A Note on the Text
Epictetus lived from about 55 to 135 AD. He taught in Greek, first in Rome and then in a small Greek town called Nicopolis. He never wrote down a single word of his teaching. Everything we have from him comes from one of his students, a man named Arrian, who took careful notes in the classroom and in private conversation. The two works that survive are the Enchiridion, or Handbook, and the longer Discourses. Both come to us through Arrian, and both stand as the closest thing we have to hearing Epictetus speak.
This book is an adaptation, not a translation.
That distinction matters. A translation renders the words of the original as closely as the target language allows. An adaptation keeps the arguments, the structure, and the core claims, but rewrites the language for a different kind of reader.
This volume has two parts, and each part draws on a different source.
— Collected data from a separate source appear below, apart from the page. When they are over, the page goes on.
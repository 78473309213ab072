//! Data structures and validated identifiers shared by the API, verifier,
//! and fulfillment crates.

use std::fmt;

use chrono::{DateTime, Utc};
use hex::encode as hex_encode;
use sha3::{Digest, Sha3_256};
use strum_macros::{AsRefStr, Display};
use thiserror::Error;

/// Maximum length of an externally supplied checkout session id. The bound
/// exists because the id must pack into a single 32-byte call parameter.
pub const SESSION_ID_MAX_LENGTH: usize = 32;

/// Errors emitted when user-supplied session ids fail validation.
#[derive(Debug, Error, Clone, PartialEq, Eq)]
pub enum SessionIdFormatError {
    #[error("session id must be between 1 and {SESSION_ID_MAX_LENGTH} characters")]
    WrongLength,
    #[error("session id contains characters outside [A-Za-z0-9_-]")]
    InvalidCharacter,
}

/// Identifier of a checkout session, as minted by the checkout service.
#[derive(Debug, Clone, PartialEq, Eq, Hash)]
pub struct SessionId(String);

impl SessionId {
    pub fn parse(id: &str) -> Result<Self, SessionIdFormatError> {
        if id.is_empty() || id.len() > SESSION_ID_MAX_LENGTH {
            return Err(SessionIdFormatError::WrongLength);
        }
        if !id
            .chars()
            .all(|c| c.is_ascii_alphanumeric() || c == '_' || c == '-')
        {
            return Err(SessionIdFormatError::InvalidCharacter);
        }
        Ok(Self(id.to_owned()))
    }

    pub fn as_str(&self) -> &str {
        &self.0
    }

    pub fn into_inner(self) -> String {
        self.0
    }
}

impl fmt::Display for SessionId {
    fn fmt(&self, f: &mut fmt::Formatter<'_>) -> fmt::Result {
        f.write_str(&self.0)
    }
}

/// Errors emitted when hex-encoded chain identifiers fail validation.
#[derive(Debug, Error, Clone, PartialEq, Eq)]
pub enum HexIdFormatError {
    #[error("missing 0x prefix")]
    MissingPrefix,
    #[error("expected {expected} hex characters, got {actual}")]
    WrongLength { expected: usize, actual: usize },
    #[error("contains non-hex characters")]
    NonHex,
}

fn validate_hex_id(value: &str, hex_len: usize) -> Result<String, HexIdFormatError> {
    let body = value
        .strip_prefix("0x")
        .or_else(|| value.strip_prefix("0X"))
        .ok_or(HexIdFormatError::MissingPrefix)?;
    if body.len() != hex_len {
        return Err(HexIdFormatError::WrongLength {
            expected: hex_len,
            actual: body.len(),
        });
    }
    if !body.chars().all(|c| c.is_ascii_hexdigit()) {
        return Err(HexIdFormatError::NonHex);
    }
    Ok(format!("0x{}", body.to_ascii_lowercase()))
}

/// A 20-byte chain account address. Canonicalized to lowercase at parse time
/// so every downstream comparison is a plain (case-insensitive) equality.
#[derive(Debug, Clone, PartialEq, Eq, Hash)]
pub struct WalletAddress(String);

impl WalletAddress {
    pub fn parse(address: &str) -> Result<Self, HexIdFormatError> {
        validate_hex_id(address, 40).map(Self)
    }

    pub fn as_str(&self) -> &str {
        &self.0
    }
}

impl fmt::Display for WalletAddress {
    fn fmt(&self, f: &mut fmt::Formatter<'_>) -> fmt::Result {
        f.write_str(&self.0)
    }
}

/// A 32-byte transaction hash, lowercase-canonicalized like [`WalletAddress`].
#[derive(Debug, Clone, PartialEq, Eq, Hash)]
pub struct TxHash(String);

impl TxHash {
    pub fn parse(hash: &str) -> Result<Self, HexIdFormatError> {
        validate_hex_id(hash, 64).map(Self)
    }

    pub fn as_str(&self) -> &str {
        &self.0
    }
}

impl fmt::Display for TxHash {
    fn fmt(&self, f: &mut fmt::Formatter<'_>) -> fmt::Result {
        f.write_str(&self.0)
    }
}

/// Number of decimals in a token's base-unit representation.
pub const TOKEN_DECIMALS: u32 = 18;

/// Errors emitted when a decimal token amount fails to parse.
#[derive(Debug, Error, Clone, PartialEq, Eq)]
pub enum AmountFormatError {
    #[error("amount is empty")]
    Empty,
    #[error("amount contains invalid characters")]
    InvalidDigit,
    #[error("amount has more than {TOKEN_DECIMALS} decimal places")]
    TooManyDecimals,
    #[error("amount exceeds the representable range")]
    Overflow,
}

/// A token amount in integer base units ({18}-decimal fixed point). All
/// monetary arithmetic and comparison happens on this exact representation.
#[derive(Debug, Clone, Copy, PartialEq, Eq, PartialOrd, Ord, Hash)]
pub struct TokenAmount(u128);

impl TokenAmount {
    pub fn from_base_units(units: u128) -> Self {
        Self(units)
    }

    pub fn base_units(&self) -> u128 {
        self.0
    }

    /// Parses a decimal string such as `"1.5"` into exact base units.
    pub fn parse_decimal(value: &str) -> Result<Self, AmountFormatError> {
        let value = value.trim();
        if value.is_empty() {
            return Err(AmountFormatError::Empty);
        }
        let (integer, fraction) = match value.split_once('.') {
            Some((i, f)) => (i, f),
            None => (value, ""),
        };
        if integer.is_empty() && fraction.is_empty() {
            return Err(AmountFormatError::Empty);
        }
        if !integer.chars().all(|c| c.is_ascii_digit())
            || !fraction.chars().all(|c| c.is_ascii_digit())
        {
            return Err(AmountFormatError::InvalidDigit);
        }
        if fraction.len() > TOKEN_DECIMALS as usize {
            return Err(AmountFormatError::TooManyDecimals);
        }

        let scale = 10u128.pow(TOKEN_DECIMALS);
        let whole: u128 = if integer.is_empty() {
            0
        } else {
            integer.parse().map_err(|_| AmountFormatError::Overflow)?
        };
        let frac_units: u128 = if fraction.is_empty() {
            0
        } else {
            let parsed: u128 = fraction.parse().map_err(|_| AmountFormatError::Overflow)?;
            parsed * 10u128.pow(TOKEN_DECIMALS - fraction.len() as u32)
        };

        whole
            .checked_mul(scale)
            .and_then(|units| units.checked_add(frac_units))
            .map(Self)
            .ok_or(AmountFormatError::Overflow)
    }

    /// Renders the amount back as a decimal string with trailing zeros
    /// trimmed, e.g. `1_500_000_000_000_000_000` → `"1.5"`.
    pub fn format_decimal(&self) -> String {
        let scale = 10u128.pow(TOKEN_DECIMALS);
        let whole = self.0 / scale;
        let frac = self.0 % scale;
        if frac == 0 {
            return whole.to_string();
        }
        let frac = format!("{:0width$}", frac, width = TOKEN_DECIMALS as usize);
        format!("{}.{}", whole, frac.trim_end_matches('0'))
    }
}

impl fmt::Display for TokenAmount {
    fn fmt(&self, f: &mut fmt::Formatter<'_>) -> fmt::Result {
        f.write_str(&self.format_decimal())
    }
}

#[derive(Debug, Clone, Copy, PartialEq, Eq, AsRefStr, Display)]
#[strum(serialize_all = "snake_case")]
pub enum SessionStatus {
    Pending,
    Paid,
    Fulfilled,
    Failed,
    EmailFailed,
    Expired,
}

impl SessionStatus {
    /// A session accepts a payment only while pending.
    pub fn is_payable(&self) -> bool {
        matches!(self, SessionStatus::Pending)
    }
}

#[derive(Debug, Clone, Copy, PartialEq, Eq, AsRefStr, Display)]
#[strum(serialize_all = "snake_case")]
pub enum PaymentStatus {
    Confirming,
    Succeeded,
    Failed,
    EmailFailed,
}

#[derive(Debug, Clone, PartialEq, Eq)]
pub struct SessionRecord {
    pub id: SessionId,
    pub store: String,
    pub amount_usd_cents: i64,
    pub currency: String,
    pub status: SessionStatus,
    pub wallet_id: String,
    pub user_id: String,
    pub gift_card_id: Option<i64>,
    pub created_at: DateTime<Utc>,
    pub expires_at: DateTime<Utc>,
}

#[derive(Debug, Clone, PartialEq, Eq)]
pub struct NewSession {
    pub id: SessionId,
    pub store: String,
    pub amount_usd_cents: i64,
    pub currency: String,
    pub wallet_id: String,
    pub user_id: String,
    pub expires_at: DateTime<Utc>,
}

#[derive(Debug, Clone, PartialEq, Eq)]
pub struct PaymentRecord {
    pub id: i64,
    pub session_id: SessionId,
    pub wallet_id: String,
    pub user_id: String,
    pub amount: TokenAmount,
    pub token: String,
    pub tx_hash: TxHash,
    pub reference: String,
    pub status: PaymentStatus,
    pub created_at: DateTime<Utc>,
    pub updated_at: DateTime<Utc>,
}

#[derive(Debug, Clone, PartialEq, Eq)]
pub struct NewPayment {
    pub session_id: SessionId,
    pub wallet_id: String,
    pub user_id: String,
    pub amount: TokenAmount,
    pub token: String,
    pub tx_hash: TxHash,
    pub gift_card_id: Option<i64>,
}

#[derive(Debug, Clone, PartialEq, Eq)]
pub struct GiftCardRecord {
    pub id: i64,
    pub store: String,
    pub currency: String,
    pub amount_usd_cents: i64,
    pub encrypted_number: String,
    pub encrypted_pin: String,
    pub iv: String,
    pub tag: String,
    pub active: bool,
    pub reserved_by_payment_id: Option<i64>,
    pub reserved_at: Option<DateTime<Utc>>,
    pub created_at: DateTime<Utc>,
}

impl GiftCardRecord {
    /// A card is reservable iff it is active and nobody holds it.
    pub fn is_reservable(&self) -> bool {
        self.active && self.reserved_by_payment_id.is_none()
    }
}

#[derive(Debug, Clone, PartialEq, Eq)]
pub struct NewGiftCard {
    pub store: String,
    pub currency: String,
    pub amount_usd_cents: i64,
    pub encrypted_number: String,
    pub encrypted_pin: String,
    pub iv: String,
    pub tag: String,
}

#[derive(Debug, Clone, PartialEq, Eq)]
pub struct UserRecord {
    pub id: String,
    pub email: Option<String>,
}

#[derive(Debug, Clone, PartialEq, Eq)]
pub struct WalletRecord {
    pub id: String,
    pub address: WalletAddress,
    pub user_id: String,
}

/// Derives a deterministic SHA3-256 support reference for a payment from its
/// session id and transaction hash. Surfaced to support staff and in the
/// delivery email context instead of raw row ids.
pub fn derive_payment_reference(session_id: &SessionId, tx_hash: &TxHash) -> String {
    let mut hasher = Sha3_256::new();
    hasher.update(session_id.as_str().as_bytes());
    hasher.update(tx_hash.as_str().as_bytes());
    let digest = hasher.finalize();
    hex_encode(digest)
}

#[cfg(test)]
mod tests {
    use super::*;

    const VALID_TX: &str = "0xc3d224630a6f59856302e592d329953df0b2a057693906976e5019df6347320d";

    #[test]
    fn session_id_accepts_typical_checkout_ids() {
        assert!(SessionId::parse("cs_a1B2c3D4").is_ok());
        assert!(SessionId::parse("order-2024-0001").is_ok());
    }

    #[test]
    fn session_id_rejects_invalid_inputs() {
        assert_eq!(SessionId::parse(""), Err(SessionIdFormatError::WrongLength));
        assert_eq!(
            SessionId::parse(&"a".repeat(SESSION_ID_MAX_LENGTH + 1)),
            Err(SessionIdFormatError::WrongLength)
        );
        assert_eq!(
            SessionId::parse("cs a"),
            Err(SessionIdFormatError::InvalidCharacter)
        );
    }

    #[test]
    fn wallet_address_canonicalizes_case() {
        let addr = WalletAddress::parse("0xAbCdEf0123456789abcdef0123456789ABCDEF01").unwrap();
        assert_eq!(addr.as_str(), "0xabcdef0123456789abcdef0123456789abcdef01");
    }

    #[test]
    fn wallet_address_rejects_invalid_inputs() {
        assert_eq!(
            WalletAddress::parse("abcdef0123456789abcdef0123456789abcdef01"),
            Err(HexIdFormatError::MissingPrefix)
        );
        assert_eq!(
            WalletAddress::parse("0xabcd"),
            Err(HexIdFormatError::WrongLength {
                expected: 40,
                actual: 4
            })
        );
        assert_eq!(
            WalletAddress::parse(&format!("0x{}", "z".repeat(40))),
            Err(HexIdFormatError::NonHex)
        );
    }

    #[test]
    fn tx_hash_parse_checks_format() {
        assert!(TxHash::parse(VALID_TX).is_ok());
        assert!(TxHash::parse("0xdeadbeef").is_err());
    }

    #[test]
    fn amount_parses_exact_base_units() {
        assert_eq!(
            TokenAmount::parse_decimal("1.5").unwrap().base_units(),
            1_500_000_000_000_000_000
        );
        assert_eq!(TokenAmount::parse_decimal("0").unwrap().base_units(), 0);
        assert_eq!(
            TokenAmount::parse_decimal(".25").unwrap().base_units(),
            250_000_000_000_000_000
        );
        assert_eq!(
            TokenAmount::parse_decimal("42").unwrap().base_units(),
            42_000_000_000_000_000_000
        );
    }

    #[test]
    fn amount_rejects_invalid_inputs() {
        assert_eq!(
            TokenAmount::parse_decimal(""),
            Err(AmountFormatError::Empty)
        );
        assert_eq!(
            TokenAmount::parse_decimal("."),
            Err(AmountFormatError::Empty)
        );
        assert_eq!(
            TokenAmount::parse_decimal("1,5"),
            Err(AmountFormatError::InvalidDigit)
        );
        assert_eq!(
            TokenAmount::parse_decimal("-1"),
            Err(AmountFormatError::InvalidDigit)
        );
        assert_eq!(
            TokenAmount::parse_decimal("0.0000000000000000001"),
            Err(AmountFormatError::TooManyDecimals)
        );
        assert!(TokenAmount::parse_decimal(&"9".repeat(40)).is_err());
    }

    #[test]
    fn amount_round_trips_through_decimal_form() {
        for input in ["1.5", "0.000000000000000001", "1000000", "12.345"] {
            let amount = TokenAmount::parse_decimal(input).unwrap();
            assert_eq!(amount.format_decimal(), input);
        }
        assert_eq!(TokenAmount::from_base_units(0).format_decimal(), "0");
    }

    #[test]
    fn status_strings_are_snake_case() {
        assert_eq!(SessionStatus::EmailFailed.as_ref(), "email_failed");
        assert_eq!(PaymentStatus::Confirming.to_string(), "confirming");
    }

    #[test]
    fn payment_reference_is_deterministic() {
        let session = SessionId::parse("cs_1").unwrap();
        let tx = TxHash::parse(VALID_TX).unwrap();
        let left = derive_payment_reference(&session, &tx);
        let right = derive_payment_reference(&session, &tx);
        assert_eq!(left, right);
        assert_eq!(left.len(), 64);
    }
}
Part I adapts Elizabeth Carter's 1758 English translation of the Enchiridion, first published in London. Carter was an English poet and classical scholar. Her rendering of Epictetus was the first complete English version of his surviving work. For more than a century it was the version every English reader met. It is careful, scholarly, and in the public domain.
Part II adapts P. E. Matheson's 1916 English translation of the Discourses, published by the Clarendon Press at Oxford. Matheson's version has been praised from the start as a graceful and readable English. It is also in the public domain.
Both of these translations are good. Both are also written in the long, winding sentences of the English of their day, which most young readers find slow going.
That is the gap this edition is trying to close.
Every argument Epictetus makes in Carter and in Matheson is in this adaptation. Every key claim is present. The order of the arguments is kept. Where the original uses difficult vocabulary, we have used plain everyday words. Where the original uses one long sentence with several clauses, we have broken it into two or three short sentences a student can read without stopping.
What we have not done is add claims Epictetus did not make, or put feelings into his voice that the source does not support. Where extra context is needed, we have added it in italic editor's notes at the start and close of each chapter in Part I, and at the start of each lecture in Part II. Those italic notes are the editor's words. The plain text is an adaptation of Epictetus. Italic voice and plain voice never mix inside one paragraph, so you can always tell who is speaking.
Readers who want the literal text should read Carter or Matheson directly. Carter's translation is freely available online at the Internet Classics Archive, classics.mit.edu. Matheson's translation is freely available at sacred-texts.com and on Wikisource.
This edition is for everyone else. For the student who has never read philosophy. For the young person standing at the beginning of their life. For anyone who takes seriously the question of how to live.
That was always who Epictetus was talking to.